Assignment
Scan the data below and copy each line where "Self" occurs.

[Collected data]
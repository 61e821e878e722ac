//! Tenancy error types and conversions.

use plinth_core::error::PlinthError;
use plinth_db::DbError;
use thiserror::Error;

/// Failures raised by provisioning steps and external collaborators.
#[derive(Debug, Error)]
pub enum TenancyError {
    #[error("DNS API error: {0}")]
    Dns(String),

    #[error("certificate authority error: {0}")]
    Acme(String),

    #[error("reverse proxy error: {0}")]
    Proxy(String),

    #[error("generated proxy configuration is invalid: {0}")]
    ProxyConfigInvalid(String),

    #[error("verification probe failed: {0}")]
    Verification(String),

    #[error("invalid tenancy configuration: {0}")]
    Config(String),

    #[error("{operation} timed out after {secs}s")]
    Timeout { operation: String, secs: u64 },

    #[error("HTTP error: {0}")]
    Http(#[from] reqwest::Error),

    #[error("I/O error: {0}")]
    Io(#[from] std::io::Error),

    #[error(transparent)]
    Core(#[from] PlinthError),

    #[error(transparent)]
    Db(#[from] DbError),

    /// A compensating action failed. Only ever logged.
    #[error("cleanup of '{step}' failed: {cause}")]
    CleanupFailed { step: String, cause: String },
}

impl From<plinth_auth::AuthError> for TenancyError {
    fn from(err: plinth_auth::AuthError) -> Self {
        TenancyError::Core(err.into())
    }
}

impl From<TenancyError> for PlinthError {
    fn from(err: TenancyError) -> Self {
        match err {
            TenancyError::Core(inner) => inner,
            TenancyError::Db(inner) => inner.into(),
            other => PlinthError::Internal(other.to_string()),
        }
    }
}

pub type TenancyResult<T> = Result<T, TenancyError>;
//! Password hashing and verification using Argon2id.

use argon2::password_hash::SaltString;
use argon2::{Argon2, PasswordHasher, PasswordVerifier};
use rand::Rng;
use rand::rngs::OsRng;

use crate::error::AuthError;

/// Alphabet for generated temporary passwords. Visually ambiguous
/// characters (`0`, `O`, `1`, `l`, `I`) are left out.
const TEMPORARY_PASSWORD_ALPHABET: &[u8] =
    b"abcdefghijkmnopqrstuvwxyzABCDEFGHJKLMNPQRSTUVWXYZ23456789!#%+-=?@";

fn peppered<'a>(password: &'a str, pepper: Option<&str>, buf: &'a mut String) -> &'a [u8] {
    match pepper {
        Some(p) => {
            *buf = format!("{p}{password}");
            buf.as_bytes()
        }
        None => password.as_bytes(),
    }
}

/// Hash a password with Argon2id using OWASP-recommended parameters
/// (memory: 19 MiB, iterations: 2, parallelism: 1).
///
/// If a pepper is provided, it is prepended to the password before
/// hashing. The salt is randomly generated for each call.
pub fn hash_password(password: &str, pepper: Option<&str>) -> Result<String, AuthError> {
    let params = argon2::Params::new(19456, 2, 1, None)
        .map_err(|e| AuthError::Crypto(format!("argon2 params error: {e}")))?;
    let argon2 = Argon2::new(argon2::Algorithm::Argon2id, argon2::Version::V0x13, params);

    let mut buf = String::new();
    let input = peppered(password, pepper, &mut buf);

    let salt = SaltString::generate(&mut OsRng);
    let hash = argon2
        .hash_password(input, &salt)
        .map_err(|e| AuthError::Crypto(format!("password hash error: {e}")))?;

    Ok(hash.to_string())
}

/// Verify a plaintext password against an Argon2id PHC-format hash.
///
/// If `pepper` is provided it is prepended to the password before
/// verification; this must match the pepper used during hashing.
///
/// Returns `Ok(true)` on match, `Ok(false)` on mismatch, or
/// `Err(AuthError::Crypto)` if the stored hash is malformed.
pub fn verify_password(
    password: &str,
    hash: &str,
    pepper: Option<&str>,
) -> Result<bool, AuthError> {
    let mut buf = String::new();
    let input = peppered(password, pepper, &mut buf);

    let parsed_hash = argon2::PasswordHash::new(hash)
        .map_err(|e| AuthError::Crypto(format!("invalid hash format: {e}")))?;

    match Argon2::default().verify_password(input, &parsed_hash) {
        Ok(()) => Ok(true),
        Err(argon2::password_hash::Error::Password) => Ok(false),
        Err(e) => Err(AuthError::Crypto(format!("verify error: {e}"))),
    }
}

/// Generate a random temporary password from the OS CSPRNG.
///
/// The result is at least `min_length` characters long, whatever
/// `length` asks for, so it always satisfies the password policy.
pub fn generate_temporary_password(length: usize, min_length: usize) -> String {
    let length = length.max(min_length);
    let mut rng = OsRng;
    (0..length)
        .map(|_| {
            let idx = rng.gen_range(0..TEMPORARY_PASSWORD_ALPHABET.len());
            char::from(TEMPORARY_PASSWORD_ALPHABET[idx])
        })
        .collect()
}

#[cfg(test)]
mod tests {
    use super::*;

    #[test]
    fn correct_password_matches() {
        let hash = hash_password("hunter2", None).unwrap();
        assert!(verify_password("hunter2", &hash, None).unwrap());
    }

    #[test]
    fn wrong_password_does_not_match() {
        let hash = hash_password("hunter2", None).unwrap();
        assert!(!verify_password("wrong", &hash, None).unwrap());
    }

    #[test]
    fn pepper_is_applied() {
        let hash = hash_password("hunter2", Some("pepper!")).unwrap();
        assert!(verify_password("hunter2", &hash, Some("pepper!")).unwrap());
        // Without pepper should fail.
        assert!(!verify_password("hunter2", &hash, None).unwrap());
    }

    #[test]
    fn hash_is_salted() {
        let a = hash_password("same", None).unwrap();
        let b = hash_password("same", None).unwrap();
        assert_ne!(a, b);
        assert!(a.starts_with("$argon2id$"));
    }

    #[test]
    fn malformed_hash_returns_error() {
        let result = verify_password("pw", "not-a-hash", None);
        assert!(result.is_err());
    }

    #[test]
    fn temporary_password_respects_minimum_length() {
        assert_eq!(generate_temporary_password(20, 12).len(), 20);
        assert_eq!(generate_temporary_password(4, 12).len(), 12);
    }

    #[test]
    fn temporary_passwords_differ() {
        let a = generate_temporary_password(20, 12);
        let b = generate_temporary_password(20, 12);
        assert_ne!(a, b);
        assert!(a.bytes().all(|c| TEMPORARY_PASSWORD_ALPHABET.contains(&c)));
    }
}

Task output
    fn from(err: plinth_auth::AuthError) -> Self {
    fn from(err: TenancyError) -> Self {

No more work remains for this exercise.